Stored data:

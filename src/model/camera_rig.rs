use nalgebra::{Point3, Vector3};

use super::body::BodyID;
use crate::error::{ensure, SceneError};
use crate::math::approach::step_fraction;

pub const DEFAULT_TRANSITION_RATE: f64 = 0.05;
pub const DEFAULT_SNAP_EPSILON: f64 = 1e-3;

/// Which body, if any, the target is pinned to.
#[derive(Debug, Clone, Copy, PartialEq, Eq)]
pub enum FollowMode {
    /// Target stays where the last focus request put it.
    Fixed,
    FollowPrimary,
    FollowSatellite(BodyID),
}

#[derive(Debug, Clone, Copy, PartialEq, Eq)]
pub enum RigState {
    Idle,
    Transitioning,
}

#[derive(Debug, Clone, Copy, PartialEq)]
pub struct RigSettings {
    /// Fraction of the remaining gap closed per tick, in (0, 1].
    pub transition_rate: f64,
    /// Below this distance a transition snaps onto its target.
    pub snap_epsilon: f64,
    /// Where the camera sits, and looks, when not focused on anything.
    pub home_position: Point3<f64>,
    pub home_look_at: Point3<f64>,
    pub fovy: f64,
    pub znear: f64,
    pub zfar: f64,
}

impl Default for RigSettings {
    fn default() -> Self {
        RigSettings {
            transition_rate: DEFAULT_TRANSITION_RATE,
            snap_epsilon: DEFAULT_SNAP_EPSILON,
            home_position: Point3::new(0.0, 0.0, 5.0),
            home_look_at: Point3::origin(),
            fovy: 75.0_f64.to_radians(),
            znear: 0.1,
            zfar: 1000.0,
        }
    }
}

impl RigSettings {
    pub fn validate(&self) -> Result<(), SceneError> {
        ensure(
            self.transition_rate > 0.0 && self.transition_rate <= 1.0,
            || format!("transition rate must be in (0, 1], got {}", self.transition_rate),
        )?;
        ensure(self.snap_epsilon > 0.0, || {
            format!("snap epsilon must be positive, got {}", self.snap_epsilon)
        })?;
        ensure(
            self.fovy > 0.0 && self.fovy < std::f64::consts::PI,
            || format!("vertical fov must be in (0, pi), got {}", self.fovy),
        )?;
        ensure(self.znear > 0.0 && self.znear < self.zfar, || {
            format!(
                "clip planes must satisfy 0 < znear < zfar, got ({}, {})",
                self.znear, self.zfar
            )
        })
    }
}

#[derive(Debug, Clone, Copy, PartialEq)]
pub struct Projection {
    pub aspect: f64,
    pub fovy: f64,
    pub znear: f64,
    pub zfar: f64,
}

/// Everything a renderer needs to place the camera for one frame.
#[derive(Debug, Clone, Copy, PartialEq)]
pub struct CameraPose {
    pub eye: Point3<f64>,
    pub look_at: Point3<f64>,
    pub up: Vector3<f64>,
    pub projection: Projection,
}

/// Camera position and the machinery that eases it between focus targets.
///
/// Only focus requests write the target, with one exception: in a follow
/// mode the target is re-pinned to the anchor every frame. Only `advance`
/// moves the camera itself, and while transitioning it closes a fixed
/// fraction of the remaining gap per tick, so it never overshoots and never
/// jumps.
#[derive(Debug, Clone)]
pub struct CameraRig {
    settings: RigSettings,
    projection: Projection,
    // -- position --
    current_position: Point3<f64>,
    target_position: Point3<f64>,
    current_look_at: Point3<f64>,
    target_look_at: Point3<f64>,
    // -- focus --
    follow_mode: FollowMode,
    offset: Vector3<f64>,
    last_anchor: Option<Point3<f64>>,
    state: RigState,
}

impl CameraRig {
    pub fn new(settings: RigSettings, aspect: f64) -> Result<Self, SceneError> {
        settings.validate()?;
        ensure(aspect.is_finite() && aspect > 0.0, || {
            format!("aspect ratio must be positive, got {}", aspect)
        })?;

        Ok(CameraRig {
            settings,
            projection: Projection {
                aspect,
                fovy: settings.fovy,
                znear: settings.znear,
                zfar: settings.zfar,
            },
            current_position: settings.home_position,
            target_position: settings.home_position,
            current_look_at: settings.home_look_at,
            target_look_at: settings.home_look_at,
            follow_mode: FollowMode::Fixed,
            offset: Vector3::zeros(),
            last_anchor: None,
            state: RigState::Idle,
        })
    }

    /// Starts (or redirects) a transition to `anchor + offset`, looking at
    /// `anchor`. A transition already in flight just gets a new target; it
    /// carries on from wherever the camera is now.
    pub fn focus_on(&mut self, anchor: Point3<f64>, offset: Vector3<f64>, follow: FollowMode) {
        self.offset = offset;
        self.follow_mode = follow;
        self.target_position = anchor + offset;
        self.target_look_at = anchor;
        self.last_anchor = match follow {
            FollowMode::Fixed => None,
            _ => Some(anchor),
        };
        self.state = RigState::Transitioning;
    }

    /// Drops any follow mode and heads back to the home point.
    pub fn focus_out(&mut self) {
        self.follow_mode = FollowMode::Fixed;
        self.offset = Vector3::zeros();
        self.last_anchor = None;
        self.target_position = self.settings.home_position;
        self.target_look_at = self.settings.home_look_at;
        self.state = RigState::Transitioning;
    }

    /// Advances the camera by `dt` ticks. `anchor` is the live position of
    /// whatever `follow_mode` points at, and is ignored in `Fixed` mode.
    pub fn advance(&mut self, dt: f64, anchor: Option<Point3<f64>>) {
        if self.follow_mode != FollowMode::Fixed {
            if let Some(anchor) = anchor {
                // Carry the camera along with the anchor; the easing below only
                // closes the gap relative to it.
                if let Some(last) = self.last_anchor {
                    let shift = anchor - last;
                    self.current_position += shift;
                    self.current_look_at += shift;
                }
                self.last_anchor = Some(anchor);
                self.target_position = anchor + self.offset;
                self.target_look_at = anchor;
            }
        }

        match self.state {
            RigState::Transitioning => {
                let fraction = step_fraction(self.settings.transition_rate, dt);
                self.current_position += (self.target_position - self.current_position) * fraction;
                self.current_look_at += (self.target_look_at - self.current_look_at) * fraction;

                if self.remaining_distance() < self.settings.snap_epsilon {
                    self.current_position = self.target_position;
                    self.current_look_at = self.target_look_at;
                    self.state = RigState::Idle;
                    tracing::debug!(follow = ?self.follow_mode, "camera transition finished");
                }
            }
            RigState::Idle => {
                // Ride along with the anchor
                if self.follow_mode != FollowMode::Fixed {
                    self.current_position = self.target_position;
                    self.current_look_at = self.target_look_at;
                }
            }
        }
    }

    /// Only the projection changes; position and state are left alone.
    pub fn resize(&mut self, aspect: f64) {
        if aspect.is_finite() && aspect > 0.0 {
            self.projection.aspect = aspect;
        }
    }

    fn remaining_distance(&self) -> f64 {
        let eye_gap = (self.target_position - self.current_position).norm();
        let look_gap = (self.target_look_at - self.current_look_at).norm();
        eye_gap.max(look_gap)
    }

    pub fn pose(&self) -> CameraPose {
        CameraPose {
            eye: self.current_position,
            look_at: self.current_look_at,
            up: Vector3::y(),
            projection: self.projection,
        }
    }

    pub fn state(&self) -> RigState {
        self.state
    }

    pub fn is_transitioning(&self) -> bool {
        self.state == RigState::Transitioning
    }

    pub fn follow_mode(&self) -> FollowMode {
        self.follow_mode
    }

    pub fn current_position(&self) -> Point3<f64> {
        self.current_position
    }

    pub fn target_position(&self) -> Point3<f64> {
        self.target_position
    }

    pub fn look_at(&self) -> Point3<f64> {
        self.current_look_at
    }

    pub fn projection(&self) -> Projection {
        self.projection
    }

    pub fn settings(&self) -> &RigSettings {
        &self.settings
    }
}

#### [What the exercise asks]
Repeat every line exactly, starting with the first line of the entries, and stop once the line containing "ensure(self.snap_epsilon > 0.0, ||" has been given.

#### [Response to this task]
filename src/model/camera_rig.rs
use nalgebra::{Point3, Vector3};

use super::body::BodyID;
use crate::error::{ensure, SceneError};
use crate::math::approach::step_fraction;

pub const DEFAULT_TRANSITION_RATE: f64 = 0.05;
pub const DEFAULT_SNAP_EPSILON: f64 = 1e-3;

/// Which body, if any, the target is pinned to.
#[derive(Debug, Clone, Copy, PartialEq, Eq)]
pub enum FollowMode {
    /// Target stays where the last focus request put it.
    Fixed,
    FollowPrimary,
    FollowSatellite(BodyID),
}

#[derive(Debug, Clone, Copy, PartialEq, Eq)]
pub enum RigState {
    Idle,
    Transitioning,
}

#[derive(Debug, Clone, Copy, PartialEq)]
pub struct RigSettings {
    /// Fraction of the remaining gap closed per tick, in (0, 1].
    pub transition_rate: f64,
    /// Below this distance a transition snaps onto its target.
    pub snap_epsilon: f64,
    /// Where the camera sits, and looks, when not focused on anything.
    pub home_position: Point3<f64>,
    pub home_look_at: Point3<f64>,
    pub fovy: f64,
    pub znear: f64,
    pub zfar: f64,
}

impl Default for RigSettings {
    fn default() -> Self {
        RigSettings {
            transition_rate: DEFAULT_TRANSITION_RATE,
            snap_epsilon: DEFAULT_SNAP_EPSILON,
            home_position: Point3::new(0.0, 0.0, 5.0),
            home_look_at: Point3::origin(),
            fovy: 75.0_f64.to_radians(),
            znear: 0.1,
            zfar: 1000.0,
        }
    }
}

impl RigSettings {
    pub fn validate(&self) -> Result<(), SceneError> {
        ensure(
            self.transition_rate > 0.0 && self.transition_rate <= 1.0,
            || format!("transition rate must be in (0, 1], got {}", self.transition_rate),
        )?;
        ensure(self.snap_epsilon > 0.0, || {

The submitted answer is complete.